One really good discoverability improvement you guys could make to blueprints is to also search the tooltip provided for a function, and present those options as well.
To ensure order, and prioritization of the most likely candidates you may need to use an algorithm like Term Frequency - Inverse Document Frequency to ensure the most relevant functions show up first, and weight words found in the function name.
Or alternatively provide the functions that contained the word searched in a tooltip, but not the function name in a list of “maybes” below some horizontal divide, to separate out the current list from this new “possibility” list.
We actually used to filter functions based on their comment as well, but we found this returned a lot of unhelpful functions, that crowded out the ones you actually wanted when you did know what you were looking for. I can see the value when you don’t know though. Tricky problem! We are going to allow custom ‘keywords’ for functions, though, which will let us fix issues like the one in the screenshot above. It will just take time to populate those keywords.
If we fail to find any function names containing the words you type, maybe something like you suggest where we show ‘maybe you meant this?’.
I could see it returning a lot of unhelpful functions if you were doing searching in the same manner (substring matching). Did you try using a different matching algorithm with the tooltips? For example, full word match, or “(any word) begins with…”, either of those may work a lot better at returning fewer useless options.
Yeah, if you fail to find any definitely showing the separate list of ‘maybe you meant this’ is a must have. I’m a big fan of having the tool teach the user how to use it.
You may want to begin showing those options once the list of suggestions drops to a non-zero number. Just in case the matching system finds a match that the user doesn’t care about, but can’t make go away.
Custom keywords is a solution, but I would resist pushing the data problem back onto the user to solve. If you find yourself forced down that path I would recommend augmenting the keyword system with an auto discovered keyword system. An algorithm like TF-IDF could help you auto-discover the ‘important words’ in a tooltip, and use that as a backup unless the user has provided a custom set. (note: show label with auto picked keywords). Or based on the tooltip, present the TF-IDF/other suggestions as buttons they can just click to add to the list, or type one in custom.
That’s a good point. The search algorithm has a huge impact on the quality of the results. I’m always disappointed with most apps’ help-search functionality, which is often substantially worse than just doing a Google search on the same keywords.

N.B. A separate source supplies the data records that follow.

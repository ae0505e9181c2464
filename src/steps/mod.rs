/* Copyright (C) 2025 Pedro Henrique / phkaiser13
 * File: src/steps/mod.rs
 * The provisioning steps `setup` runs in order. Each one converges a slice
 * of the fleet through `reconcile::ensure` and is safe to rerun.
 * SPDX-License-Identifier: Apache-2.0 */

pub mod cache_proxy;
pub mod cluster;
pub mod controller;
pub mod credentials;
pub mod prerequisites;
pub mod runner_image;
pub mod scale_set;
pub mod service_user;

use std::time::Duration;

/// How long cluster nodes get to report Ready.
pub const NODE_READY_TIMEOUT: Duration = Duration::from_secs(180);
/// How long a deployment gets to roll out.
pub const ROLLOUT_TIMEOUT: Duration = Duration::from_secs(300);
/// How long a deleted namespace gets to finish terminating.
pub const NAMESPACE_DELETE_TIMEOUT: Duration = Duration::from_secs(180);

pub const CONTROLLER_CHART: &str =
    "oci://ghcr.io/actions/actions-runner-controller-charts/gha-runner-scale-set-controller";
pub const SCALE_SET_CHART: &str =
    "oci://ghcr.io/actions/actions-runner-controller-charts/gha-runner-scale-set";
/* Copyright (C) 2025 Pedro Henrique / phkaiser13
 * File: src/provisioners/k3d.rs
 * Implements `ClusterLifecycle` with the `k3d` CLI: clusters, kubeconfig
 * merging and the local image registry.
 * SPDX-License-Identifier: Apache-2.0 */

use super::common::{capture_command, execute_command, removal_outcome, run_captured};
use crate::collaborators::{ClusterLifecycle, ClusterSpec, RegistrySpec};
use crate::error::Result;
use async_trait::async_trait;
use serde::Deserialize;
use tokio::process::Command;

/// The fields of `k3d ... list -o json` entries this tool reads.
#[derive(Deserialize, Debug)]
struct Listed {
    name: String,
}

/// What k3d prints when the named cluster or registry has no nodes.
const CLUSTER_MISSING: &[&str] = &["No nodes found for given cluster"];
const REGISTRY_MISSING: &[&str] = &["No nodes found for registry", "No nodes found for given registry"];

/// k3d prefixes the container name of every registry it manages.
fn registry_container(name: &str) -> String {
    if name.starts_with("k3d-") {
        name.to_string()
    } else {
        format!("k3d-{}", name)
    }
}

fn listed_names(json: &str) -> Result<Vec<String>> {
    if json.trim().is_empty() {
        return Ok(Vec::new());
    }
    let entries: Vec<Listed> = serde_json::from_str(json)?;
    Ok(entries.into_iter().map(|e| e.name).collect())
}

/// Builds the `k3d cluster create` invocation for `spec`.
fn create_args(spec: &ClusterSpec) -> Vec<String> {
    let mut args = vec![
        "cluster".to_string(),
        "create".to_string(),
        spec.name.clone(),
        "--agents".to_string(),
        spec.agents.to_string(),
        "--wait".to_string(),
        "--kubeconfig-update-default=false".to_string(),
        "--kubeconfig-switch-context=false".to_string(),
    ];
    if let Some((host_path, mount)) = &spec.cache_volume {
        args.push("--volume".to_string());
        args.push(format!("{}:{}@all", host_path.display(), mount));
    }
    if let Some(registry) = &spec.registry {
        args.push("--registry-use".to_string());
        args.push(registry.clone());
    }
    args
}

/// Cluster lifecycle backed by the k3d CLI.
pub struct K3dCli;

#[async_trait]
impl ClusterLifecycle for K3dCli {
    async fn cluster_exists(&self, name: &str) -> Result<bool> {
        let mut command = Command::new("k3d");
        command.args(["cluster", "list", "-o", "json"]);
        let names = listed_names(&run_captured(&mut command).await?)?;
        Ok(names.iter().any(|n| n == name))
    }

    /// Creates the cluster via `k3d cluster create <name> ...`, streaming progress.
    async fn create_cluster(&self, spec: &ClusterSpec) -> Result<()> {
        let mut command = Command::new("k3d");
        command.args(create_args(spec));
        execute_command(&mut command).await
    }

    async fn delete_cluster(&self, name: &str) -> Result<()> {
        let mut command = Command::new("k3d");
        command.args(["cluster", "delete", name]);
        let output = capture_command(&mut command).await?;
        removal_outcome(output, &command, "cluster", name, CLUSTER_MISSING)
    }

    async fn merge_kubeconfig(&self, name: &str) -> Result<()> {
        let mut command = Command::new("k3d");
        command.args([
            "kubeconfig",
            "merge",
            name,
            "--kubeconfig-merge-default",
            "--kubeconfig-switch-context",
        ]);
        run_captured(&mut command).await.map(|_| ())
    }

    async fn registry_exists(&self, name: &str) -> Result<bool> {
        let mut command = Command::new("k3d");
        command.args(["registry", "list", "-o", "json"]);
        let wanted = registry_container(name);
        let names = listed_names(&run_captured(&mut command).await?)?;
        Ok(names.iter().any(|n| *n == wanted))
    }

    async fn create_registry(&self, spec: &RegistrySpec) -> Result<()> {
        let mut command = Command::new("k3d");
        command.args(["registry", "create", &spec.name, "--port", &spec.port.to_string()]);
        execute_command(&mut command).await
    }

    async fn delete_registry(&self, name: &str) -> Result<()> {
        let mut command = Command::new("k3d");
        command.args(["registry", "delete", &registry_container(name)]);
        let output = capture_command(&mut command).await?;
        removal_outcome(output, &command, "registry", name, REGISTRY_MISSING)
    }
}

For now we added the ability to add keywords to functions, which will be matched in the same way as the function name. But I do think your idea of a more ‘speculative’ match for comments is cool, I’d like to investigate this later!
Maybe add in the EventGraph’s find field UI a little toggle-o-slider that lets users decide if they want to search all comments, comments matching variables or functions (or whatnot), or no comments.
Thats another interesting idea - making it easier to find the function you are looking for is clearly something we will iterate on in the future. Did you have any other examples of functions that were hard to find?